Cannabis in Singapore
- Location of Singapore (red)
- Medicinal: Illegal
- Recreational: Illegal

= Cannabis in Singapore =

Cannabis is currently illegal in Singapore for recreational purposes. Possession or consumption can result in a maximum of 10 years in prison, with a possible fine of $20,000, as well as caning, under the Misuse of Drugs Act. Trafficking, import or export of more than 500 grams may result in the death penalty. Medical cannabis is also not permitted, with very limited exceptions for cannabidiol (CBD) pharmaceuticals.

==History==
Cannabis was likely introduced to Singapore by immigrant laborers from South Asia, who often used cannabis in their homelands. This origin is witnessed by the use of the Indian term ganja to label cannabis in Singapore, even among non-Indians. Cannabis was banned in Singapore in 1870, during the British colonial period under the Straits Settlements.

==Government view==
The government has argued that its strict laws on drugs, which includes cannabis, is due to Singapore's proximity to the Golden Triangle, a popular worldwide transit point and market for drug trafficking.
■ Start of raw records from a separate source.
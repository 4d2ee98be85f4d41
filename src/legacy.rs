//! Line-oriented mapping files.
//!
//! ```text
//! # comment
//! Burst_length = 8
//! Co 2:0 = 2:0        range: field bits 0..=2 from source bits 0..=2
//! Ba 0   = 13 17      XOR: field bit 0 = src[13] ^ src[17]
//! Ro 0   = 18
//! ```
//!
//! A target bit that is assigned on several lines collects all of the
//! source bits into one XOR group. Level widths are inferred from the
//! highest target bit of each level.

use std::collections::BTreeMap;
use std::fs;
use std::path::Path;

use crate::architecture::Level;
use crate::config::{DramConfig, FieldBit, Hierarchy};
use crate::error::{RemuError, Result};

type Targets = BTreeMap<u32, Vec<u32>>;

impl DramConfig {
    pub fn load_legacy(path: impl AsRef<Path>, dq: u32) -> Result<DramConfig> {
        let path = path.as_ref();
        let text = fs::read_to_string(path).map_err(|e| RemuError::io(path, e))?;
        DramConfig::from_legacy(&text, dq)
    }

    pub fn from_legacy(text: &str, dq: u32) -> Result<DramConfig> {
        let mut levels: [Targets; Level::COUNT] = Default::default();
        let mut burst_length = None;

        for (n, line) in text.lines().enumerate() {
            let line_no = n + 1;
            let line = match line.find('#') {
                Some(i) => &line[..i],
                None => line,
            };
            let words: Vec<&str> = line.split_whitespace().collect();
            if words.is_empty() {
                continue;
            }
            if words[0].eq_ignore_ascii_case("burst_length") {
                burst_length = Some(parse_burst(&words, line_no)?);
                continue;
            }
            parse_assignment(&words, line_no, &mut levels)?;
        }

        let mut hierarchy = Hierarchy::default();
        let mut mapping: Vec<(Level, Vec<FieldBit>)> = Vec::new();
        for level in Level::ALL {
            let targets = &levels[level.index()];
            let Some((&top, _)) = targets.last_key_value() else {
                continue;
            };
            let mut fields = Vec::with_capacity(top as usize + 1);
            for bit in 0..=top {
                let sources = targets
                    .get(&bit)
                    .ok_or(RemuError::MissingFieldBit { level, bit })?;
                fields.push(match sources.as_slice() {
                    [single] => FieldBit::Direct(*single),
                    many => FieldBit::Xor(many.to_vec()),
                });
            }
            hierarchy.set_bits(level, top + 1);
            mapping.push((level, fields));
        }

        let mut config = DramConfig::new(hierarchy, dq);
        config.burst_length = burst_length;
        for (level, fields) in mapping {
            config = config.with_mapping(level, fields);
        }
        Ok(config)
    }
}

fn syntax(line: usize, msg: impl Into<String>) -> RemuError {
    RemuError::LegacySyntax {
        line,
        msg: msg.into(),
    }
}

fn number(word: &str, line: usize) -> Result<u32> {
    word.parse()
        .map_err(|_| syntax(line, format!("`{word}` is not a bit index")))
}

fn parse_burst(words: &[&str], line: usize) -> Result<u32> {
    // both `Burst_length = 8` and `Burst_length 8`
    let value = match words {
        [_, "=", v] | [_, v] => v,
        _ => return Err(syntax(line, "expected `Burst_length = n`")),
    };
    number(value, line)
}

fn level_for(word: &str) -> Option<Level> {
    if let Some(level) = Level::from_name(word) {
        return Some(level);
    }
    // `Ch0`, `Row`, `Column` ...: match on the two-letter prefix
    let prefix = word.get(..2)?;
    Level::from_name(prefix)
}

fn split_pair(word: &str, line: usize) -> Result<(u32, Option<u32>)> {
    match word.split_once(':') {
        Some((a, b)) => Ok((number(a, line)?, Some(number(b, line)?))),
        None => Ok((number(word, line)?, None)),
    }
}

fn parse_assignment(words: &[&str], line: usize, levels: &mut [Targets; Level::COUNT]) -> Result<()> {
    let [name, target, eq, sources @ ..] = words else {
        return Err(syntax(line, "expected `Component N = x`"));
    };
    if *eq != "=" {
        return Err(syntax(line, format!("expected `=`, found `{eq}`")));
    }
    if sources.is_empty() {
        return Err(syntax(line, "missing source bits"));
    }
    let level = level_for(name).ok_or_else(|| syntax(line, format!("unknown component `{name}`")))?;
    let targets = &mut levels[level.index()];

    match split_pair(target, line)? {
        (t0, Some(t1)) => {
            let [range] = sources else {
                return Err(syntax(line, "range assignment takes one `x:y` source"));
            };
            let (s0, Some(s1)) = split_pair(range, line)? else {
                return Err(syntax(line, "range assignment needs an `x:y` source"));
            };
            if t0.abs_diff(t1) != s0.abs_diff(s1) {
                return Err(syntax(line, "target and source ranges differ in length"));
            }
            let (t_lo, t_hi, s_lo) = (t0.min(t1), t0.max(t1), s0.min(s1));
            for (i, t) in (t_lo..=t_hi).enumerate() {
                targets.entry(t).or_default().push(s_lo + i as u32);
            }
        }
        (t, None) => {
            for word in sources {
                targets.entry(t).or_default().push(number(word, line)?);
            }
        }
    }
    Ok(())
}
In 2016, a Straits Times article reported that there were 252 new drug cases by the National Addictions Management Service in the previous year involving people aged below 30, compared with 136 in 2014, further citing that such "cases of young people influenced by growing acceptance of drug overseas [is] a worrying trend." Singaporean politician Christopher de Souza, who chairs the Government Parliamentary Committee for Home Affairs and Law later stated that "to decriminalize the recreational consumption of cannabis is a foolish proposal. It entrenches a higher tolerance for drugs in community."

==Medical cannabis==
Medical cannabis is generally not permitted. However, a limited number of patients have been prescribed cannabinoid pharmaceuticals as a drug of last resort after all other treatment options have been exhausted.
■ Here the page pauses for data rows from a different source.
use std::collections::BTreeSet;
use std::fmt;

use rand::rngs::StdRng;
use rand::{Rng, SeedableRng};
use tracing::{info, warn};

use crate::architecture::{DevAddr, PhysAddr, VirtAddr};
use crate::config::Config;
use crate::error::Result;
use crate::fault_model::FaultModel;
use crate::memmap::MemMap;
use crate::pagemap::BlockMap;
use crate::sampler::{ErrorSampler, EventKind, FaultSpec, SampleYield};
use crate::translate::Translator;
use crate::tree::HierarchyIndex;

/// One byte to corrupt.
#[derive(Clone, Copy, Debug, PartialEq, Eq)]
pub struct Fault {
    pub da: Option<DevAddr>,
    pub pa: Option<PhysAddr>,
    pub va: VirtAddr,
    pub kind: EventKind,
    pub mask: u8,
}

impl Fault {
    /// Cells of the event, or bits actually flipped for a stack event.
    pub fn size(&self) -> u32 {
        match self.kind {
            EventKind::Stack(_) => self.mask.count_ones(),
            kind => kind.size(),
        }
    }
}

#[derive(Clone, Debug, Default)]
pub struct InjectionPlan {
    pub faults: Vec<Fault>,
    pub yields: Vec<(FaultSpec, SampleYield)>,
    pub blocks: BlockMap,
}

impl InjectionPlan {
    /// Whether every requested event was sampled.
    pub fn is_complete(&self) -> bool {
        self.yields.iter().all(|(_, y)| y.is_complete())
    }
}

#[derive(Clone, Copy, Debug, PartialEq, Eq)]
pub struct InjectionReport {
    pub fault: Fault,
    pub before: u8,
    pub after: u8,
}

struct Hex(Option<u64>);

impl fmt::Display for Hex {
    fn fmt(&self, f: &mut fmt::Formatter<'_>) -> fmt::Result {
        match self.0 {
            Some(v) => write!(f, "{v:#x}"),
            None => f.write_str("-"),
        }
    }
}

impl fmt::Display for InjectionReport {
    fn fmt(&self, f: &mut fmt::Formatter<'_>) -> fmt::Result {
        let fault = &self.fault;
        write!(
            f,
            "DA: {}, PA: {}, VA: {:#x}, size: {}",
            Hex(fault.da),
            Hex(fault.pa),
            fault.va,
            fault.size()
        )
    }
}

/// Byte mask for an event. Stack events flip `n` adjacent bits ending
/// at `flip_bit`; a run that does not fit below it starts at bit 0
/// instead. Runs are capped at the 8 bits of a byte.
pub fn flip_mask(kind: EventKind, flip_bit: u8) -> u8 {
    let flip_bit = u32::from(flip_bit.min(7));
    match kind {
        EventKind::Stack(n) => {
            let width = n.clamp(1, 8);
            if width != n {
                warn!(n, width, "stack event does not fit in a byte");
            }
            let low = (flip_bit + 1).saturating_sub(width);
            (((1u32 << width) - 1) << low) as u8
        }
        _ => 1 << flip_bit,
    }
}

/// Plans and applies DRAM-aware fault injection for one region.
pub struct Injector<'c> {
    config: &'c Config,
    translator: Translator<'c>,
}

impl<'c> Injector<'c> {
    pub fn new(config: &'c Config, translator: Translator<'c>) -> Injector<'c> {
        if let Some(cap) = config.dram_capacity {
            translator.segments().check_capacity(cap);
        }
        Injector { config, translator }
    }

    /// RNG seeded from the configuration, or from entropy.
    pub fn rng(&self) -> StdRng {
        match self.config.seed {
            Some(seed) => StdRng::seed_from_u64(seed),
            None => StdRng::from_entropy(),
        }
    }

    /// Samples `model` over the DRAM cells backing `[vaddr, vaddr + size)`.
    pub fn plan<R: Rng + ?Sized>(
        &self,
        vaddr: VirtAddr,
        size: u64,
        model: &FaultModel,
        rng: &mut R,
    ) -> Result<InjectionPlan> {
        let arch = self.config.arch.as_ref();
        let blocks = self.translator.blocks(vaddr, size);
        let mut index = HierarchyIndex::new(arch)?;
        for b in &blocks.blocks {
            index.insert_range(b.start_da, b.end_da);
        }
        info!(cells = index.root_count(), blocks = blocks.blocks.len(), "index built");

        let sampler = ErrorSampler::new(&index);
        let mut plan = InjectionPlan::default();
        for spec in model.specs(self.config.correlation) {
            let sample = sampler.sample(&spec, rng);
            for event in &sample.events {
                let mask = flip_mask(event.kind, self.config.flip_bit);
                for cell in &event.cells {
                    match self.translator.resolve(cell.da, &blocks) {
                        Ok(r) => {
                            info!(
                                addr = %cell.addr,
                                kind = ?event.kind,
                                "DA {:#x} -> VA {:#x}",
                                r.da,
                                r.va
                            );
                            plan.faults.push(Fault {
                                da: Some(r.da),
                                pa: Some(r.pa),
                                va: r.va,
                                kind: event.kind,
                                mask,
                            });
                        }
                        Err(e) => warn!(da = format_args!("{:#x}", cell.da), "dropped: {e}"),
                    }
                }
            }
            plan.yields.push((spec, sample.yields));
        }
        plan.blocks = blocks;
        Ok(plan)
    }

    /// Uniformly random distinct bytes of the region, ignoring DRAM
    /// topology.
    pub fn random_plan<R: Rng + ?Sized>(
        &self,
        vaddr: VirtAddr,
        size: u64,
        bits: u32,
        rng: &mut R,
    ) -> InjectionPlan {
        let blocks = self.translator.blocks(vaddr, size);
        let want = u64::from(bits).min(size);
        let mut picked = BTreeSet::new();
        while (picked.len() as u64) < want {
            picked.insert(rng.gen_range(vaddr..vaddr + size));
        }

        let mask = flip_mask(EventKind::Single, self.config.flip_bit);
        let faults = picked
            .into_iter()
            .map(|va| {
                let block = blocks.block_at(va);
                let pa = block.and_then(|b| b.va_to_pa(va));
                let da = block.zip(pa).map(|(b, pa)| pa - b.base);
                Fault {
                    da,
                    pa,
                    va,
                    kind: EventKind::Single,
                    mask,
                }
            })
            .collect();
        let spec = FaultSpec::new(1, bits);
        let found = if want < u64::from(bits) {
            warn!(bits, size, "region has fewer bytes than requested flips");
            if want == 0 {
                SampleYield::Exhausted
            } else {
                SampleYield::PartialFound(want as u32)
            }
        } else {
            SampleYield::Found(want as u32)
        };
        InjectionPlan {
            faults,
            yields: vec![(spec, found)],
            blocks,
        }
    }

    /// Flips every planned fault that lies inside `mem`.
    pub fn apply(&self, plan: &InjectionPlan, mem: &mut MemMap<'_>) -> Vec<InjectionReport> {
        let mut reports = Vec::with_capacity(plan.faults.len());
        for &fault in &plan.faults {
            match mem.flip(fault.va, fault.mask) {
                Some((before, after)) => reports.push(InjectionReport {
                    fault,
                    before,
                    after,
                }),
                None => warn!(va = format_args!("{:#x}", fault.va), "fault outside the region"),
            }
        }
        reports
    }
}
The Singapore's National Research Foundation (NRF) announced on January 10, 2018 that it would develop synthetic medicinal cannabinoids, or chemical compounds found in the marijuana plant, to eventually help treat diseases such as Alzheimer's and Parkinson's. Part of a broader S$25 million ($19 million) investment by the body into synthetic biology, the initiative is intended to boost Singapore's push to develop a “bio-based economy,” and grow new industries and create jobs in a sustainable way.
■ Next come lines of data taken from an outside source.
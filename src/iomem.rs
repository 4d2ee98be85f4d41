use std::fs::{self, File};
use std::io::{self, BufWriter, Write};
use std::path::Path;

use tracing::{debug, warn};

use crate::architecture::{DevAddr, PhysAddr};
use crate::error::{RemuError, Result};

pub const IOMEM: &str = "/proc/iomem";

const KEYWORDS: [&str; 2] = ["system ram", "reserved"];

/// A merged run of DRAM-backed physical memory and where it lands in
/// the compacted device address space.
#[derive(Clone, Copy, Debug, PartialEq, Eq)]
pub struct Pseg {
    pub pa_start: PhysAddr,
    /// Inclusive.
    pub pa_end: PhysAddr,
    pub da_start: DevAddr,
}

impl Pseg {
    pub fn size(&self) -> u64 {
        self.pa_end - self.pa_start + 1
    }

    pub fn da_end(&self) -> DevAddr {
        self.da_start + self.size() - 1
    }

    /// Subtracted from a physical address to get its device address.
    pub fn base(&self) -> u64 {
        self.pa_start - self.da_start
    }

    pub fn has_pa(&self, pa: PhysAddr) -> bool {
        (self.pa_start..=self.pa_end).contains(&pa)
    }

    pub fn has_da(&self, da: DevAddr) -> bool {
        (self.da_start..=self.da_end()).contains(&da)
    }
}

/// Physical memory segments stitched into one gap-free device space.
#[derive(Clone, Debug, Default, PartialEq, Eq)]
pub struct SegmentTable {
    segs: Vec<Pseg>,
}

impl SegmentTable {
    pub fn load() -> Result<SegmentTable> {
        SegmentTable::load_from(IOMEM)
    }

    pub fn load_from(path: impl AsRef<Path>) -> Result<SegmentTable> {
        let path = path.as_ref();
        let text = fs::read_to_string(path).map_err(|e| RemuError::io(path, e))?;
        SegmentTable::parse(&text)
    }

    /// Keeps `start-end : desc` lines naming system RAM or reserved
    /// memory; other lines are ignored.
    pub fn parse(text: &str) -> Result<SegmentTable> {
        let ranges = text.lines().filter_map(parse_line);
        SegmentTable::from_ranges(ranges)
    }

    /// Builds the table from inclusive physical ranges. Overlapping or
    /// touching ranges merge.
    pub fn from_ranges(ranges: impl IntoIterator<Item = (PhysAddr, PhysAddr)>) -> Result<SegmentTable> {
        let mut ranges: Vec<_> = ranges.into_iter().filter(|(s, e)| s <= e).collect();
        ranges.sort_unstable();

        let mut merged: Vec<(PhysAddr, PhysAddr)> = Vec::new();
        for (start, end) in ranges {
            match merged.last_mut() {
                Some(last) if start <= last.1.saturating_add(1) => last.1 = last.1.max(end),
                _ => merged.push((start, end)),
            }
        }
        // an unprivileged /proc/iomem lists every range as 0-0
        if merged.first().map_or(true, |&(s, e)| e <= s) {
            return Err(RemuError::NoDramSegments);
        }

        let mut da = 0;
        let segs = merged
            .into_iter()
            .map(|(pa_start, pa_end)| {
                let seg = Pseg {
                    pa_start,
                    pa_end,
                    da_start: da,
                };
                da += seg.size();
                debug!(
                    pa_start = format_args!("{pa_start:#x}"),
                    pa_end = format_args!("{pa_end:#x}"),
                    base = format_args!("{:#x}", seg.base()),
                    "segment"
                );
                seg
            })
            .collect();
        Ok(SegmentTable { segs })
    }

    pub fn segments(&self) -> &[Pseg] {
        &self.segs
    }

    pub fn total_size(&self) -> u64 {
        self.segs.iter().map(Pseg::size).sum()
    }

    /// Warns when the segments cover less than `expected` bytes.
    pub fn check_capacity(&self, expected: u64) -> bool {
        let total = self.total_size();
        if total < expected {
            warn!(
                "merged DRAM regions ({}) are smaller than the configured capacity ({})",
                human_size(total),
                human_size(expected)
            );
            return false;
        }
        true
    }

    /// Device address of `pa` and the base of its segment.
    pub fn p2d(&self, pa: PhysAddr) -> Result<(DevAddr, u64)> {
        let i = self.segs.partition_point(|s| s.pa_end < pa);
        match self.segs.get(i) {
            Some(seg) if seg.has_pa(pa) => Ok((pa - seg.base(), seg.base())),
            _ => Err(RemuError::Unmapped { addr: pa }),
        }
    }

    pub fn d2p(&self, da: DevAddr) -> Result<PhysAddr> {
        let i = self.segs.partition_point(|s| s.da_end() < da);
        match self.segs.get(i) {
            Some(seg) if seg.has_da(da) => Ok(da + seg.base()),
            _ => Err(RemuError::Unmapped { addr: da }),
        }
    }

    pub fn segment_of(&self, pa: PhysAddr) -> Option<&Pseg> {
        self.next_from(pa).filter(|s| s.has_pa(pa))
    }

    /// First segment that contains `pa` or lies above it.
    pub fn next_from(&self, pa: PhysAddr) -> Option<&Pseg> {
        let i = self.segs.partition_point(|s| s.pa_end < pa);
        self.segs.get(i)
    }

    pub fn write_lut<W: Write>(&self, mut w: W) -> io::Result<()> {
        writeln!(w, "# pa_start pa_end da_base size")?;
        for seg in &self.segs {
            writeln!(
                w,
                "{:#x} {:#x} {:#x} {}",
                seg.pa_start,
                seg.pa_end,
                seg.base(),
                human_size(seg.size())
            )?;
        }
        Ok(())
    }

    pub fn save_lut(&self, path: impl AsRef<Path>) -> Result<()> {
        let path = path.as_ref();
        let file = File::create(path).map_err(|e| RemuError::io(path, e))?;
        let mut w = BufWriter::new(file);
        self.write_lut(&mut w)
            .and_then(|()| w.flush())
            .map_err(|e| RemuError::io(path, e))
    }
}

fn parse_line(line: &str) -> Option<(PhysAddr, PhysAddr)> {
    let (range, desc) = line.split_once(':')?;
    let desc = desc.trim().to_ascii_lowercase();
    if !KEYWORDS.iter().any(|k| desc.contains(k)) {
        return None;
    }
    let (start, end) = range.trim().split_once('-')?;
    let start = u64::from_str_radix(start.trim(), 16).ok()?;
    let end = u64::from_str_radix(end.trim(), 16).ok()?;
    Some((start, end))
}

pub fn human_size(bytes: u64) -> String {
    const K: u64 = 1 << 10;
    const M: u64 = 1 << 20;
    const G: u64 = 1 << 30;
    match bytes {
        b if b >= G => format!("{:.2}G", b as f64 / G as f64),
        b if b >= M => format!("{:.2}M", b as f64 / M as f64),
        b if b >= K => format!("{:.2}K", b as f64 / K as f64),
        b => format!("{b}B"),
    }
}

#[cfg(test)]
mod tests {
    use super::*;
    use proptest::prelude::*;

    const IOMEM_SAMPLE: &str = "\
00000000-00000fff : Reserved
00001000-0009ffff : System RAM
000a0000-000fffff : PCI Bus 0000:00
00100000-3fffffff : System RAM
  01000000-01ffffff : Kernel code
40000000-4fffffff : PCI MMIO
100000000-17fffffff : System RAM
";

    #[test]
    fn merges_and_compacts() {
        let t = SegmentTable::parse(IOMEM_SAMPLE).unwrap();
        let segs = t.segments();
        assert_eq!(segs.len(), 3);
        assert_eq!((segs[0].pa_start, segs[0].pa_end), (0, 0x9ffff));
        assert_eq!(segs[1].da_start, 0xa0000);
        assert_eq!(segs[2].da_start, 0xa0000 + 0x3ff0_0000);
        assert_eq!(t.total_size(), 0xa0000 + 0x3ff0_0000 + 0x8000_0000);
    }

    #[test]
    fn p2d_and_d2p() {
        let t = SegmentTable::parse(IOMEM_SAMPLE).unwrap();
        let (da, base) = t.p2d(0x1_0000_0010).unwrap();
        assert_eq!(da, 0x1_0000_0010 - base);
        assert_eq!(t.d2p(da).unwrap(), 0x1_0000_0010);
        assert!(matches!(t.p2d(0x4000_0000), Err(RemuError::Unmapped { .. })));
        assert!(t.d2p(t.total_size()).is_err());
    }

    #[test]
    fn unprivileged_view_has_no_segments() {
        let text = "00000000-00000000 : System RAM\n00000000-00000000 : Reserved\n";
        assert!(matches!(
            SegmentTable::parse(text),
            Err(RemuError::NoDramSegments)
        ));
        assert!(matches!(
            SegmentTable::parse(""),
            Err(RemuError::NoDramSegments)
        ));
    }

    #[test]
    fn lut_lists_every_segment() {
        let t = SegmentTable::parse(IOMEM_SAMPLE).unwrap();
        let mut out = Vec::new();
        t.write_lut(&mut out).unwrap();
        let text = String::from_utf8(out).unwrap();
        let lines: Vec<&str> = text.lines().collect();
        assert_eq!(lines[0], "# pa_start pa_end da_base size");
        assert_eq!(lines[1], "0x0 0x9ffff 0x0 640.00K");
        assert_eq!(lines[3], "0x100000000 0x17fffffff 0xc0060000 2.00G");
        assert_eq!(lines.len(), 4);
    }

    #[test]
    fn lut_is_written_to_disk() {
        let t = SegmentTable::parse(IOMEM_SAMPLE).unwrap();
        let dir = tempfile::tempdir().unwrap();
        let path = dir.path().join("pd_lut");
        t.save_lut(&path).unwrap();
        let text = std::fs::read_to_string(path).unwrap();
        assert_eq!(text.lines().count(), 4);
    }

    #[test]
    fn human_sizes() {
        assert_eq!(human_size(512), "512B");
        assert_eq!(human_size(1536), "1.50K");
        assert_eq!(human_size(3 << 20), "3.00M");
        assert_eq!(human_size(1 << 30), "1.00G");
    }

    #[test]
    fn capacity_check() {
        let t = SegmentTable::parse(IOMEM_SAMPLE).unwrap();
        assert!(t.check_capacity(1 << 30));
        assert!(!t.check_capacity(16 << 30));
    }

    fn ranges() -> impl Strategy<Value = Vec<(u64, u64)>> {
        prop::collection::vec((1u64..1 << 20, 1u64..1 << 20), 1..6).prop_map(|gaps| {
            let mut at = 0u64;
            gaps.into_iter()
                .map(|(gap, len)| {
                    let start = at + gap;
                    at = start + len;
                    (start, at - 1)
                })
                .collect()
        })
    }

    proptest! {
        #[test]
        fn pa_da_round_trip(ranges in ranges(), pick in any::<prop::sample::Index>(), frac in 0.0f64..1.0) {
            let t = SegmentTable::from_ranges(ranges.clone()).unwrap();
            let (s, e) = ranges[pick.index(ranges.len())];
            let pa = s + ((e - s) as f64 * frac) as u64;
            let (da, _) = t.p2d(pa).unwrap();
            prop_assert_eq!(t.d2p(da).unwrap(), pa);
            prop_assert_eq!(t.p2d(t.d2p(da).unwrap()).unwrap().0, da);
            prop_assert!(da < t.total_size());
        }
    }
}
As of 2021, two people with treatment-resistant epilepsy have been granted permission to use medicinal cannabis. The permission is for a cannabinoid pharmaceutical also known as Epidiolex.

==Opinion polling==

| Date(s) conducted | Polling organisation/client | Medical and recreational legalisation | Medical legalisation | Status Quo | Ref |
|---|---|---|---|---|---|
| September 2022 | Milieu/The Sunday Times | 12% | 53% | 35% |  |

In 2022, a survey by the local newspaper The Sunday Times as well as consumer research company Milieu found that 53% of Singaporeans believe that the country should explore legalising cannabis for medical purposes. 35% were against both medical and recreational cannabis, and 12% were for the legalisation of both medical and recreational cannabis, totaling 65% being for medical legalisation.